START DATASET RECORDS
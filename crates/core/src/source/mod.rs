//! Resource sources and the capability trait they implement.

mod dir;
mod memory;

pub use dir::{DirSource, PathSource, SEARCH_PATH_ENV};
pub use memory::MemorySource;

use std::{any::Any, cell::RefCell, fmt, io::Read, sync::Arc};

use url::Url;

/// A pluggable origin of named resources.
///
/// A source can open a resource by its slash-separated logical name, locate
/// it as a URL without opening it, and optionally resolve dotted qualified
/// names against a type registry. Misses are `None`, never errors; the
/// resolver keeps walking the chain until a source answers.
pub trait Source: Send + Sync {
    /// Label used in trace logging and diagnostics.
    fn describe(&self) -> String;

    /// Open the named resource for reading.
    fn open(&self, name: &str) -> Option<Box<dyn Read + Send>>;

    /// Locate the named resource without opening it.
    fn locate(&self, name: &str) -> Option<Url>;

    /// Resolve a dotted qualified name to a registered type handle.
    ///
    /// Sources without a type registry miss by default.
    fn load_type(&self, _name: &str) -> Option<TypeHandle> {
        None
    }
}

/// Named handle to a type resolved through a source's registry.
///
/// Carries the qualified name it was registered under together with an
/// opaque payload the caller can downcast.
#[derive(Clone)]
pub struct TypeHandle {
    name: Arc<str>,
    value: Arc<dyn Any + Send + Sync>,
}

impl TypeHandle {
    /// Wrap a payload under the given qualified name.
    pub fn new<T>(name: impl Into<Arc<str>>, value: T) -> Self
    where
        T: Any + Send + Sync,
    {
        Self {
            name: name.into(),
            value: Arc::new(value),
        }
    }

    /// Qualified name the handle was registered under.
    pub fn name(&self) -> &str {
        &self.name
    }

    /// Whether the payload is of type `T`.
    pub fn is<T: Any>(&self) -> bool {
        self.value.is::<T>()
    }

    /// Borrow the payload as `T`, if it is one.
    pub fn downcast_ref<T: Any>(&self) -> Option<&T> {
        self.value.downcast_ref::<T>()
    }
}

impl fmt::Debug for TypeHandle {
    fn fmt(&self, f: &mut fmt::Formatter<'_>) -> fmt::Result {
        f.debug_struct("TypeHandle")
            .field("name", &self.name)
            .finish_non_exhaustive()
    }
}

thread_local! {
    static AMBIENT_SOURCE: RefCell<Option<Arc<dyn Source>>> = const { RefCell::new(None) };
}

/// Install a source consulted by every chain built on this thread.
///
/// The ambient slot sits between the process-wide default and the built-in
/// fallbacks in chain priority. Passing `None` clears it.
pub fn set_ambient_source(source: Option<Arc<dyn Source>>) {
    AMBIENT_SOURCE.with(|slot| *slot.borrow_mut() = source);
}

/// The source currently installed for this thread, if any.
pub fn ambient_source() -> Option<Arc<dyn Source>> {
    AMBIENT_SOURCE.with(|slot| slot.borrow().clone())
}

/// Remove and return this thread's ambient source.
pub fn take_ambient_source() -> Option<Arc<dyn Source>> {
    AMBIENT_SOURCE.with(|slot| slot.borrow_mut().take())
}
END DATASET RECORDS
**TRY IT:** Which lines of the data include the string "built"? Copy each of them.

**ANSWER:**
/// Install a source consulted by every chain built on this thread.
/// The ambient slot sits between the process-wide default and the built-in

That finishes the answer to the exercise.